Use the following `pkgs` vector to install from GitHub (latest,
unchecked, development version) instead
```{r, eval = FALSE}
pkgs <- c(
    "mtmorgan/cellxgenedp", "zellkonverter", "SingleCellExperiment", "HDF5Array"
)
```

Load the package into your current _R_ session. We make extensive use
of the dplyr packages, and at the end of the vignette use
SingleCellExperiment and zellkonverter, so load those as well.

```{r}
suppressPackageStartupMessages({
    library(zellkonverter)
    library(SingleCellExperiment) # load early to avoid masking dplyr::count()
    library(dplyr)
    library(cellxgenedp)
})
```

# `cxg()` Provides a 'shiny' interface

The following sections outline how to use the [cellxgenedp][] package
in an _R_ script; most functionality is also available in the `cxg()`
shiny application, providing an easy way to identify, download, and
visualize one or several datasets. Start the app

```{r, eval = FALSE}
cxg()
```

choose a project on the first tab, and a dataset for visualization, or
one or more datasets for download!

# Collections, datasets and files

Retrieve metadata about resources available at the cellxgene data
portal using `db()`:

```{r}
db <- db()
```

Printing the `db` object provides a brief overview of the available
data, as well as hints, in the form of functions like `collections()`,
for further exploration.

```{r}
db
```

The portal organizes data hierarchically, with 'collections'
(research studies, approximately), 'datasets', and 'files'. Discover
data using the corresponding functions.

```{r}
collections(db)

datasets(db)

files(db)
```

Each of these resources has a unique primary identifier (e.g.,
`file_id`) as well as an identifier describing the relationship of the
resource to other components of the database (e.g.,
`dataset_id`).

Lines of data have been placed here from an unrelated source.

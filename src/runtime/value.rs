//! Resolved values, scene nodes, and the renderer capability.
//!
//! Everything here is generic over `T`, the renderer's element type: the
//! core never inspects a rendered element, it only threads elements through
//! block lists and scene-node children.

use serde::Serialize;

/// A value produced by resolving an AST node.
#[derive(Debug, Clone, PartialEq, Serialize)]
pub enum Value<T> {
    /// Marker for a name that did not resolve. Not an error: unresolved
    /// names only fail at sites that explicitly require a binding.
    Absent,
    Number(f64),
    Str(String),
    Scene(SceneNode<T>),
}

impl<T> Value<T> {
    pub fn type_name(&self) -> &'static str {
        match self {
            Value::Absent => "absent",
            Value::Number(_) => "number",
            Value::Str(_) => "string",
            Value::Scene(_) => "object",
        }
    }

    pub fn is_absent(&self) -> bool {
        matches!(self, Value::Absent)
    }
}

/// The renderer-agnostic output of object resolution: a literal name, the
/// resolved attribute list in order, and the already-rendered child
/// elements.
#[derive(Debug, Clone, PartialEq, Serialize)]
pub struct SceneNode<T> {
    pub name: String,
    pub attributes: Vec<(String, Value<T>)>,
    pub block: Vec<T>,
}

/// The single capability the resolver consumes. `draw` hands a fully
/// resolved scene node to `render`; the returned element flows back into the
/// enclosing block's output list.
pub trait Renderer {
    type Element: Clone;

    fn render(&mut self, node: SceneNode<Self::Element>) -> Self::Element;
}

These identifiers can be used to 'join' information
across tables.

## Using `dplyr` to navigate data

A collection may have several datasets, and datasets may have several
files. For instance, here is the collection with the most datasets

```{r}
collection_with_most_datasets <-
    datasets(db) |>
    count(collection_id, sort = TRUE) |>
    slice(1)
```

We can find out about this collection by joining with the
`collections()` table.

```{r}
left_join(
    collection_with_most_datasets |> select(collection_id),
    collections(db),
    by = "collection_id"
) |> glimpse()
```

We can take a similar strategy to identify all datasets belonging to
this collection
```{r}
left_join(
    collection_with_most_datasets |> select(collection_id),
    datasets(db),
    by = "collection_id"
)
```

## `facets()` provides information on 'levels' present in specific columns

Notice that some columns are 'lists' rather than atomic vectors like
'character' or 'integer'.

```{r}
datasets(db) |>
    select(where(is.list))
```

This indicates that at least some of the datasets had more than one
type of `assay`, `cell_type`, etc. The `facets()` function provides a
convenient way of discovering possible levels of each column, e.g.,
`assay`, `organism`, `self_reported_ethnicity`, or `sex`, and the
number of datasets with each label.

```{r facets}
facets(db, "assay")
facets(db, "self_reported_ethnicity")
facets(db, "sex")
```

## Filtering faceted columns

Suppose we were interested in finding datasets from the 10x 3' v3
assay (`ontology_term_id` of `EFO:0009922`) containing individuals of
African American ethnicity, and female sex. Use the `facets_filter()`
utility function to filter data sets as needed

```{r african_american_female}
african_american_female <-
    datasets(db) |>
    filter(
        facets_filter(assay, "ontology_term_id", "EFO:0009922"),
        facets_filter(self_reported_ethnicity, "label", "African American"),
        facets_filter(sex, "label", "female")
    )
```

Use `nrow(african_american_female)` to find the number of datasets
satisfying our criteria. It looks like there are up to

```{r}
african_american_female |>
    summarise(total_cell_count = sum(cell_count))
```

cells sequenced (each dataset may contain cells from several
ethnicities, as well as males or individuals of unknown gender, so we
do not know the actual number of cells available without downloading
files). Use `left_join` to identify the corresponding collections:

```{r}
## collections
left_join(
    african_american_female |> select(collection_id) |> distinct(),
    collections(db),
    by = "collection_id"
)
```

## Publication and other external data

Many collections include publication information and other external
data. This information is available in the return value of
`collections()`, but the helper function `publisher_metadata()`,
`authors()`, and `links()` may facilite access.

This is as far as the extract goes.